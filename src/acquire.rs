//! Repository acquisition: shallow, bounded-parallelism fetches into a local
//! store.
//!
//! - Fetches run behind the [`RepoFetcher`] trait; [`GitFetcher`] is the
//!   production implementation (`git clone --depth=1`)
//! - A `tokio` semaphore bounds parallelism to the caller-supplied limit
//! - Each fetch has a hard wall-clock timeout
//! - A failed fetch marks its descriptor failed and never affects the others
//!
//! Acquisition is idempotent: the presence of `<store>/<owner>__<name>` is
//! treated as success without re-fetching. This is a cache, not a freshness
//! guarantee.

use async_trait::async_trait;
use std::path::{Path, PathBuf};
use std::process::Stdio;
use std::sync::Arc;
use std::time::Duration;
use thiserror::Error;
use tokio::sync::Semaphore;
use tokio::task::JoinSet;
use tokio::time::timeout;
use tracing::{debug, info, warn};

use crate::model::{RepoDescriptor, RepoHandle};

/// How many completed fetches between progress log lines.
const PROGRESS_INTERVAL: usize = 20;

// ============================================================================
// Errors
// ============================================================================

/// Errors that can occur while acquiring repositories.
#[derive(Error, Debug)]
pub enum FetchError {
    /// Fetch exceeded the wall-clock timeout
    #[error("fetch timed out after {0}s")]
    Timeout(u64),

    /// git exited non-zero
    #[error("git exited with status {code}: {stderr}")]
    GitExit { code: i32, stderr: String },

    /// Failed to launch or wait on the git process
    #[error("failed to run git: {0}")]
    Io(#[from] std::io::Error),

    /// Failed to create the local repository store
    #[error("failed to create repository store {path}: {source}")]
    Store {
        path: PathBuf,
        source: std::io::Error,
    },
}

// ============================================================================
// Fetcher seam
// ============================================================================

/// Produces a local copy of a single repository.
///
/// The pool is generic over this trait so tests can observe scheduling
/// without touching the network.
#[async_trait]
pub trait RepoFetcher: Send + Sync {
    /// Fetches `repo` into `dest`.
    ///
    /// # Errors
    ///
    /// Returns [`FetchError`] on timeout, transport failure, or a non-zero
    /// git exit. The caller records the failure; it is never fatal to the
    /// run.
    async fn fetch(&self, repo: &RepoDescriptor, dest: &Path) -> Result<(), FetchError>;
}

/// Shallow `git clone` fetcher.
///
/// Clones with `--depth=1 --single-branch --no-tags` to bound transfer cost,
/// and with `GIT_TERMINAL_PROMPT=0` so a private repository fails instead of
/// prompting for credentials.
pub struct GitFetcher {
    fetch_timeout: Duration,
}

impl GitFetcher {
    pub fn new(fetch_timeout: Duration) -> Self {
        Self { fetch_timeout }
    }
}

#[async_trait]
impl RepoFetcher for GitFetcher {
    async fn fetch(&self, repo: &RepoDescriptor, dest: &Path) -> Result<(), FetchError> {
        let mut command = tokio::process::Command::new("git");
        command
            .arg("clone")
            .arg("--depth=1")
            .arg("--single-branch")
            .arg("--no-tags")
            .arg("--quiet")
            .arg(&repo.url)
            .arg(dest)
            .env("GIT_TERMINAL_PROMPT", "0")
            .stdin(Stdio::null())
            .stdout(Stdio::null())
            .stderr(Stdio::piped())
            .kill_on_drop(true);

        let output = timeout(self.fetch_timeout, command.output())
            .await
            .map_err(|_| FetchError::Timeout(self.fetch_timeout.as_secs()))??;

        if output.status.success() {
            Ok(())
        } else {
            Err(FetchError::GitExit {
                code: output.status.code().unwrap_or(-1),
                stderr: String::from_utf8_lossy(&output.stderr).trim().to_string(),
            })
        }
    }
}

// ============================================================================
// Bounded fan-out
// ============================================================================

/// Fetches all repositories into `store` with at most `max_workers` fetches
/// in flight.
///
/// Returns one [`RepoHandle`] per input descriptor, input order preserved.
/// Individual fetch failures are recorded on the handle and logged; they do
/// not fail the call. There are no retries — re-running the pipeline is the
/// retry mechanism, which is safe because acquisition is idempotent.
///
/// # Errors
///
/// Returns [`FetchError::Store`] only if the store directory itself cannot
/// be created.
pub async fn fetch_all<F>(
    fetcher: Arc<F>,
    repos: Vec<RepoDescriptor>,
    store: &Path,
    max_workers: usize,
) -> Result<Vec<RepoHandle>, FetchError>
where
    F: RepoFetcher + 'static,
{
    std::fs::create_dir_all(store).map_err(|source| FetchError::Store {
        path: store.to_path_buf(),
        source,
    })?;

    let total = repos.len();
    info!(total, store = %store.display(), "acquiring repositories");

    let mut handles: Vec<RepoHandle> = repos
        .into_iter()
        .map(|descriptor| {
            let local_path = store.join(descriptor.local_dir_name());
            RepoHandle {
                descriptor,
                local_path,
                fetched: false,
            }
        })
        .collect();

    let semaphore = Arc::new(Semaphore::new(max_workers.max(1)));
    let mut tasks: JoinSet<(usize, bool)> = JoinSet::new();

    for (idx, handle) in handles.iter().enumerate() {
        let semaphore = Arc::clone(&semaphore);
        let fetcher = Arc::clone(&fetcher);
        let repo = handle.descriptor.clone();
        let dest = handle.local_path.clone();

        tasks.spawn(async move {
            let permit = semaphore.acquire_owned().await;
            let fetched = match permit {
                Ok(_permit) => fetch_one(fetcher.as_ref(), &repo, &dest).await,
                Err(_) => false,
            };
            (idx, fetched)
        });
    }

    let mut completed = 0;
    while let Some(joined) = tasks.join_next().await {
        completed += 1;
        match joined {
            Ok((idx, fetched)) => handles[idx].fetched = fetched,
            Err(err) => warn!(error = %err, "acquisition task aborted"),
        }
        if completed % PROGRESS_INTERVAL == 0 {
            info!(completed, total, "acquisition progress");
        }
    }

    let fetched = handles.iter().filter(|h| h.fetched).count();
    info!(fetched, total, "acquisition complete");

    Ok(handles)
}

/// Fetches one repository, treating a pre-existing destination as success.
async fn fetch_one<F: RepoFetcher + ?Sized>(
    fetcher: &F,
    repo: &RepoDescriptor,
    dest: &Path,
) -> bool {
    if dest.exists() {
        debug!(repo = %repo.url, "already present, skipping fetch");
        return true;
    }

    match fetcher.fetch(repo, dest).await {
        Ok(()) => true,
        Err(err) => {
            warn!(repo = %repo.url, error = %err, "acquisition failed");
            false
        }
    }
}

/// Annotates descriptors against an already-populated store without
/// fetching anything (`--skip-fetch` mode).
///
/// Directory presence is the sole success signal, matching the cache check
/// in [`fetch_all`].
pub fn probe_store(repos: Vec<RepoDescriptor>, store: &Path) -> Vec<RepoHandle> {
    repos
        .into_iter()
        .map(|descriptor| {
            let local_path = store.join(descriptor.local_dir_name());
            let fetched = local_path.exists();
            RepoHandle {
                descriptor,
                local_path,
                fetched,
            }
        })
        .collect()
}

#[cfg(test)]
mod tests {
    use super::*;
    use crate::model::RepoHost;
    use std::sync::atomic::{AtomicUsize, Ordering};

    /// Fetcher that records scheduling and creates the destination.
    struct MockFetcher {
        in_flight: AtomicUsize,
        max_in_flight: AtomicUsize,
        calls: AtomicUsize,
        fail_names: Vec<&'static str>,
    }

    impl MockFetcher {
        fn new() -> Self {
            Self {
                in_flight: AtomicUsize::new(0),
                max_in_flight: AtomicUsize::new(0),
                calls: AtomicUsize::new(0),
                fail_names: Vec::new(),
            }
        }

        fn failing(names: Vec<&'static str>) -> Self {
            Self {
                fail_names: names,
                ..Self::new()
            }
        }
    }

    #[async_trait]
    impl RepoFetcher for MockFetcher {
        async fn fetch(&self, repo: &RepoDescriptor, dest: &Path) -> Result<(), FetchError> {
            self.calls.fetch_add(1, Ordering::SeqCst);
            let now = self.in_flight.fetch_add(1, Ordering::SeqCst) + 1;
            self.max_in_flight.fetch_max(now, Ordering::SeqCst);

            // Yield so other tasks get a chance to overlap.
            tokio::time::sleep(Duration::from_millis(10)).await;
            self.in_flight.fetch_sub(1, Ordering::SeqCst);

            if self.fail_names.contains(&repo.name.as_str()) {
                return Err(FetchError::GitExit {
                    code: 128,
                    stderr: "repository not found".to_string(),
                });
            }
            std::fs::create_dir_all(dest)?;
            Ok(())
        }
    }

    fn descriptors(names: &[&str]) -> Vec<RepoDescriptor> {
        names
            .iter()
            .map(|n| RepoDescriptor::new(RepoHost::GitHub, "acme", *n))
            .collect()
    }

    #[tokio::test]
    async fn pool_never_exceeds_worker_limit() {
        let store = tempfile::tempdir().unwrap();
        let fetcher = Arc::new(MockFetcher::new());
        let repos = descriptors(&["a", "b", "c", "d", "e", "f", "g", "h"]);

        let handles = fetch_all(Arc::clone(&fetcher), repos, store.path(), 3)
            .await
            .unwrap();

        assert_eq!(handles.len(), 8);
        assert!(handles.iter().all(|h| h.fetched));
        assert!(fetcher.max_in_flight.load(Ordering::SeqCst) <= 3);
    }

    #[tokio::test]
    async fn failures_are_isolated_per_descriptor() {
        let store = tempfile::tempdir().unwrap();
        let fetcher = Arc::new(MockFetcher::failing(vec!["bad"]));
        let repos = descriptors(&["good", "bad", "fine"]);

        let handles = fetch_all(fetcher, repos, store.path(), 2).await.unwrap();

        assert_eq!(handles.len(), 3);
        assert!(handles[0].fetched);
        assert!(!handles[1].fetched);
        assert!(handles[2].fetched);
    }

    #[tokio::test]
    async fn output_preserves_input_order() {
        let store = tempfile::tempdir().unwrap();
        let fetcher = Arc::new(MockFetcher::new());
        let names = ["z", "a", "m", "q"];
        let repos = descriptors(&names);

        let handles = fetch_all(fetcher, repos, store.path(), 4).await.unwrap();

        let got: Vec<&str> = handles.iter().map(|h| h.descriptor.name.as_str()).collect();
        assert_eq!(got, names);
    }

    #[tokio::test]
    async fn existing_directory_skips_the_fetch() {
        let store = tempfile::tempdir().unwrap();
        std::fs::create_dir_all(store.path().join("acme__cached")).unwrap();

        let fetcher = Arc::new(MockFetcher::new());
        let repos = descriptors(&["cached"]);

        let handles = fetch_all(Arc::clone(&fetcher), repos, store.path(), 2)
            .await
            .unwrap();

        assert!(handles[0].fetched);
        assert_eq!(fetcher.calls.load(Ordering::SeqCst), 0);
    }

    #[tokio::test]
    async fn local_path_is_owner_and_name() {
        let store = tempfile::tempdir().unwrap();
        let fetcher = Arc::new(MockFetcher::new());
        let repos = descriptors(&["foo"]);

        let handles = fetch_all(fetcher, repos, store.path(), 1).await.unwrap();
        assert_eq!(handles[0].local_path, store.path().join("acme__foo"));
    }

    #[test]
    fn probe_store_marks_present_directories_only() {
        let store = tempfile::tempdir().unwrap();
        std::fs::create_dir_all(store.path().join("acme__here")).unwrap();

        let handles = probe_store(descriptors(&["here", "gone"]), store.path());

        assert!(handles[0].fetched);
        assert!(!handles[1].fetched);
    }
}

+ + + + + + +

Task objective: Give the number of lines above in which the word "load" occurs, with nothing else.

Solution to the problem: 2